Data entries:
☆ ☆ ☆ ☆ ☆ ☆ ☆

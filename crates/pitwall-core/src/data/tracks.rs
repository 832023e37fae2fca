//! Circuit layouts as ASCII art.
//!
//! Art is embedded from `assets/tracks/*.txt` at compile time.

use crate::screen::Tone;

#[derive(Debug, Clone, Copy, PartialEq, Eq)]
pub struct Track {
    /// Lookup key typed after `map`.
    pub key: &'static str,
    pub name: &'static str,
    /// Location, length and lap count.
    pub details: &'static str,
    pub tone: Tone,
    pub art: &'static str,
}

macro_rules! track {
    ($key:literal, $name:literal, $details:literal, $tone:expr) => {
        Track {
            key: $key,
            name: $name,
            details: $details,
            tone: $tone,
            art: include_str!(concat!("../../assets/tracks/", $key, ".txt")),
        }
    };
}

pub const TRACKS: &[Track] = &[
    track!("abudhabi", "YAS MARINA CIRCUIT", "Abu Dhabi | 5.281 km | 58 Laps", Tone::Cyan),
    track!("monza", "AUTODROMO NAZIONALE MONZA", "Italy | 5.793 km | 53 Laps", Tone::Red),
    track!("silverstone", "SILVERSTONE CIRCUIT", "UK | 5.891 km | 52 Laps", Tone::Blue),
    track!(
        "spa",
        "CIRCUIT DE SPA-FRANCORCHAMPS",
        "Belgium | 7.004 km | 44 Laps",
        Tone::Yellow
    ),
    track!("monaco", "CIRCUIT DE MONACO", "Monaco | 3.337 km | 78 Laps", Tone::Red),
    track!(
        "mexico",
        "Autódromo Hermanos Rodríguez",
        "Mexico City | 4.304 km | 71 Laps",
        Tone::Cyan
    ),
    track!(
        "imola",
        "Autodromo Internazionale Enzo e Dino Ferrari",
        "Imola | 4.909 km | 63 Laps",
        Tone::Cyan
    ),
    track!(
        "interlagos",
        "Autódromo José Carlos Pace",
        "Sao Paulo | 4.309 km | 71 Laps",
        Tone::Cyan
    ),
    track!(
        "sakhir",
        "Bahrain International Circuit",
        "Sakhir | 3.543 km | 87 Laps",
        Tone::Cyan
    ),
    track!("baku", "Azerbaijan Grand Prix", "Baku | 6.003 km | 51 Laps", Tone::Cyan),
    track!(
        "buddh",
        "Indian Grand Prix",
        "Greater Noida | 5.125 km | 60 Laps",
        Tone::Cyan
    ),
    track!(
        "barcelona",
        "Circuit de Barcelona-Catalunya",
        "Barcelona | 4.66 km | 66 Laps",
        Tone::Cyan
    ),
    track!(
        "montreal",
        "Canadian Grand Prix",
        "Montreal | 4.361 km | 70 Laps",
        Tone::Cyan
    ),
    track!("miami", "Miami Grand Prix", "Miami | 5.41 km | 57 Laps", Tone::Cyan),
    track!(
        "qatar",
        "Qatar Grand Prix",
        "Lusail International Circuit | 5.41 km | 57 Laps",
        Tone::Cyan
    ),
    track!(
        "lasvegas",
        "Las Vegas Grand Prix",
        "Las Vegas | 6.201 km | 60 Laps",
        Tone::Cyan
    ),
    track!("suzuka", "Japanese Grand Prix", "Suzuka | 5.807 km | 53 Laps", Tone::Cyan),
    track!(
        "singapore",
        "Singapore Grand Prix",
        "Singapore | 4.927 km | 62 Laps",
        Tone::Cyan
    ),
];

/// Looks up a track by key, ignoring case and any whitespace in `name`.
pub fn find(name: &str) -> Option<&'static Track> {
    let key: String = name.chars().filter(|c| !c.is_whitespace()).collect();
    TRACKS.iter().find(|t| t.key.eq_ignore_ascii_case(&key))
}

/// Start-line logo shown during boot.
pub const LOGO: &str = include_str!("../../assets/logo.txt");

☆ ☆ ☆ ☆ ☆ ☆ ☆

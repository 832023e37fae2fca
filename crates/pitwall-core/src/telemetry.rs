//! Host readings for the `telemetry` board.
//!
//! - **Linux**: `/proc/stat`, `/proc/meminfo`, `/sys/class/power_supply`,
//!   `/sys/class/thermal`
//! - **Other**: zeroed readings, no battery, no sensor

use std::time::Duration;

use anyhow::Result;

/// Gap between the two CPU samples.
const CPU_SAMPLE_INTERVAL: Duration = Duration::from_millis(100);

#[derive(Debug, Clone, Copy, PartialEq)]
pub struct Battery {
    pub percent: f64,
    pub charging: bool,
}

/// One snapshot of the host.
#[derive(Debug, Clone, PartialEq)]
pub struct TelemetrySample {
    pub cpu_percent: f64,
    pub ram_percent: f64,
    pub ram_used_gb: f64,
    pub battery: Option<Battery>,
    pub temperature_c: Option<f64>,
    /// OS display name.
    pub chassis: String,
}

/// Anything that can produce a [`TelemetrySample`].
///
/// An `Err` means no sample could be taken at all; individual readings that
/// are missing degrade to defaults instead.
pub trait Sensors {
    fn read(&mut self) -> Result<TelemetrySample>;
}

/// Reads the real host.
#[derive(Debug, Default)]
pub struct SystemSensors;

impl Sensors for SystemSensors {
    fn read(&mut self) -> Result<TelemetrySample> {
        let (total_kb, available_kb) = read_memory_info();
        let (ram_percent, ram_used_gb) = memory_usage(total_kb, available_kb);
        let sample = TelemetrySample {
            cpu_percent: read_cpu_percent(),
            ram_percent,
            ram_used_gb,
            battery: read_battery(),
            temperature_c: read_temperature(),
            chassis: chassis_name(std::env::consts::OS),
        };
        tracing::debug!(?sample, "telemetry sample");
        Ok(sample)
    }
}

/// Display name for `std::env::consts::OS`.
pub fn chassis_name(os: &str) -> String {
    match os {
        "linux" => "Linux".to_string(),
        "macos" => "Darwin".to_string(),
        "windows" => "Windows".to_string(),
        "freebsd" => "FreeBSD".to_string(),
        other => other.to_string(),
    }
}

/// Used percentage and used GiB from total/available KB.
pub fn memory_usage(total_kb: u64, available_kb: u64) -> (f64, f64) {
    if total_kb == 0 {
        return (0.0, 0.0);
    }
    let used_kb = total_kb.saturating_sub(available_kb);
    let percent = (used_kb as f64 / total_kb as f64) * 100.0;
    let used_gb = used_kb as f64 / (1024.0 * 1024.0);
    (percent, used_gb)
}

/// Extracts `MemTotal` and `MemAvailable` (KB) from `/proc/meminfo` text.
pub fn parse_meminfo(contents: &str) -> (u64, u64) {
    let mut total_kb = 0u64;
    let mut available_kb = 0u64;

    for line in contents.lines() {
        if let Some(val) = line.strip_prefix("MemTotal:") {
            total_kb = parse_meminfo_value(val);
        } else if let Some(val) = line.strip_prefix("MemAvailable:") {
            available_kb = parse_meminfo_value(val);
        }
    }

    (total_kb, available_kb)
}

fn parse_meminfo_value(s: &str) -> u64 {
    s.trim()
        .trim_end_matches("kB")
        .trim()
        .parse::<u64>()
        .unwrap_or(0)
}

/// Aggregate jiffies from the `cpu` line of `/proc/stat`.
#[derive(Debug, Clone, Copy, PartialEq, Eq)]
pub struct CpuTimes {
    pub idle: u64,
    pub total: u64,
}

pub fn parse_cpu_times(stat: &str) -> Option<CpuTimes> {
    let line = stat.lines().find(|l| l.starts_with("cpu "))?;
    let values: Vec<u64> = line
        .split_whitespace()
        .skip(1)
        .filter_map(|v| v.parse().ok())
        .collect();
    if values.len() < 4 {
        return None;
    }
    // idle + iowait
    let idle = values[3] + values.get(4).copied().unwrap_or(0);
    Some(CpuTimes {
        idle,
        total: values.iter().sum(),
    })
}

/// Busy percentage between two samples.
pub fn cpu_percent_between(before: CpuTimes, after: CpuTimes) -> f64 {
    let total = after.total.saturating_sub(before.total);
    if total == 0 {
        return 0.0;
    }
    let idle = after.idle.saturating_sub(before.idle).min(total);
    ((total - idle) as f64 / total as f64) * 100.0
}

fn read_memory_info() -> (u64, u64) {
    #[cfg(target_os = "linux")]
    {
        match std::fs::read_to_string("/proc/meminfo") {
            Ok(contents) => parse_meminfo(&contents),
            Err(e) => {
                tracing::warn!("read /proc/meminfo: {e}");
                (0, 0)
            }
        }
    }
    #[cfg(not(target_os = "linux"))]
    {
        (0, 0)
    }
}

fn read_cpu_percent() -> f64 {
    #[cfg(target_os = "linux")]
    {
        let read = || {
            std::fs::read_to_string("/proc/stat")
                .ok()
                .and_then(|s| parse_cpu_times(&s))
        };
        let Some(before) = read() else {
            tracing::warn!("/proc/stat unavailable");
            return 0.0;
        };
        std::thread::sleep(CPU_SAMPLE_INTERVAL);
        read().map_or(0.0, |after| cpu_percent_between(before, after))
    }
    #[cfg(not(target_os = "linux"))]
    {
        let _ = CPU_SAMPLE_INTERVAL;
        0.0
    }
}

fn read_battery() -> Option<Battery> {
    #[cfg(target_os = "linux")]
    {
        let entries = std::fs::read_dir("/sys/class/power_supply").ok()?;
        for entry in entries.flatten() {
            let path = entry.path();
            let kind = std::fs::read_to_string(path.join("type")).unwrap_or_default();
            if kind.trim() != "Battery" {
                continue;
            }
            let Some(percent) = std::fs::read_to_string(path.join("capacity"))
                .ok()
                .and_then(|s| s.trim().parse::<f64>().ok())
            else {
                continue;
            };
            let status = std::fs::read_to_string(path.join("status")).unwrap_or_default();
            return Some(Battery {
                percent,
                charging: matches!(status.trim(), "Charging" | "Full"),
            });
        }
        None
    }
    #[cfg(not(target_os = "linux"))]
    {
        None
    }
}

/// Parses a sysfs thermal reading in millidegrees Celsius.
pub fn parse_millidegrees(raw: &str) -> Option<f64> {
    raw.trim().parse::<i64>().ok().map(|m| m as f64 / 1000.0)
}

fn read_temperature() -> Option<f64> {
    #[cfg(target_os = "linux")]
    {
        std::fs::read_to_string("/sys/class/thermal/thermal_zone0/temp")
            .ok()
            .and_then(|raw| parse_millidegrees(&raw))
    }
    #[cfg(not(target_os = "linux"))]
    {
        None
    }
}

☆ ☆ ☆ ☆ ☆ ☆ ☆

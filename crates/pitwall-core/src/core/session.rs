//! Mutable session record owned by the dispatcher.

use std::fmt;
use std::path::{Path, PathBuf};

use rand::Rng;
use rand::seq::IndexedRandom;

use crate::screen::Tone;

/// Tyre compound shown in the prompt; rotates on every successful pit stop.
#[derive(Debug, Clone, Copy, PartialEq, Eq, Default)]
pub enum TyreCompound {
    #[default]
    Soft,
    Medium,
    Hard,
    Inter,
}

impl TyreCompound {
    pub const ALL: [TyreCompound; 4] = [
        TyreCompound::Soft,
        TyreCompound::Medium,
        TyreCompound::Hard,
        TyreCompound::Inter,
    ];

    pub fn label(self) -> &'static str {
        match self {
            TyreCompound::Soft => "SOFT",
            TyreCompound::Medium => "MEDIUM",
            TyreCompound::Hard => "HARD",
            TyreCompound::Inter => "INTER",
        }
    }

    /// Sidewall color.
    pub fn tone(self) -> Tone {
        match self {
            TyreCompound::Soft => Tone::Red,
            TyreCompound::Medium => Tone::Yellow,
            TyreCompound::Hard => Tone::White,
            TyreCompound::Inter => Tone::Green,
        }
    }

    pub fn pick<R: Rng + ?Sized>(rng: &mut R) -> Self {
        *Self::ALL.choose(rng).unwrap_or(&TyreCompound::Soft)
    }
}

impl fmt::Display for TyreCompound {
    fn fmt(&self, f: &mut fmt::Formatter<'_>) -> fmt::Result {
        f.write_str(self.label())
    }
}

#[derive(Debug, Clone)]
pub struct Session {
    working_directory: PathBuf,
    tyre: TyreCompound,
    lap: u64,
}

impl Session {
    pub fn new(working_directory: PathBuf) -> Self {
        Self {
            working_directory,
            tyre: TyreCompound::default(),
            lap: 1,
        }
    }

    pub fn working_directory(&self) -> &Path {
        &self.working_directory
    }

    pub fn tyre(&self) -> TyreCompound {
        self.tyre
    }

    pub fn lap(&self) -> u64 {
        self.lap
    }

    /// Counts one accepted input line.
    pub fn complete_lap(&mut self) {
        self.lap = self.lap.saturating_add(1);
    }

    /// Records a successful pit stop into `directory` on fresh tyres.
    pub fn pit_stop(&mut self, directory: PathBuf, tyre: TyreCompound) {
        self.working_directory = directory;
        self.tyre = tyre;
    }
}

☆ ☆ ☆ ☆ ☆ ☆ ☆

# [WHAT THE TASK ASKS]
All lines above from the one containing "filename crates/pitwall-core/src/data/tracks.rs" to the one containing "4.909 km | 63" must be repeated exactly, both lines included, and no others.

# [SOLUTION]
filename crates/pitwall-core/src/data/tracks.rs
repository 832023e37fae2fca
//! Circuit layouts as ASCII art.
//!
//! Art is embedded from `assets/tracks/*.txt` at compile time.

use crate::screen::Tone;

#[derive(Debug, Clone, Copy, PartialEq, Eq)]
pub struct Track {
    /// Lookup key typed after `map`.
    pub key: &'static str,
    pub name: &'static str,
    /// Location, length and lap count.
    pub details: &'static str,
    pub tone: Tone,
    pub art: &'static str,
}

macro_rules! track {
    ($key:literal, $name:literal, $details:literal, $tone:expr) => {
        Track {
            key: $key,
            name: $name,
            details: $details,
            tone: $tone,
            art: include_str!(concat!("../../assets/tracks/", $key, ".txt")),
        }
    };
}

pub const TRACKS: &[Track] = &[
    track!("abudhabi", "YAS MARINA CIRCUIT", "Abu Dhabi | 5.281 km | 58 Laps", Tone::Cyan),
    track!("monza", "AUTODROMO NAZIONALE MONZA", "Italy | 5.793 km | 53 Laps", Tone::Red),
    track!("silverstone", "SILVERSTONE CIRCUIT", "UK | 5.891 km | 52 Laps", Tone::Blue),
    track!(
        "spa",
        "CIRCUIT DE SPA-FRANCORCHAMPS",
        "Belgium | 7.004 km | 44 Laps",
        Tone::Yellow
    ),
    track!("monaco", "CIRCUIT DE MONACO", "Monaco | 3.337 km | 78 Laps", Tone::Red),
    track!(
        "mexico",
        "Autódromo Hermanos Rodríguez",
        "Mexico City | 4.304 km | 71 Laps",
        Tone::Cyan
    ),
    track!(
        "imola",
        "Autodromo Internazionale Enzo e Dino Ferrari",
        "Imola | 4.909 km | 63 Laps",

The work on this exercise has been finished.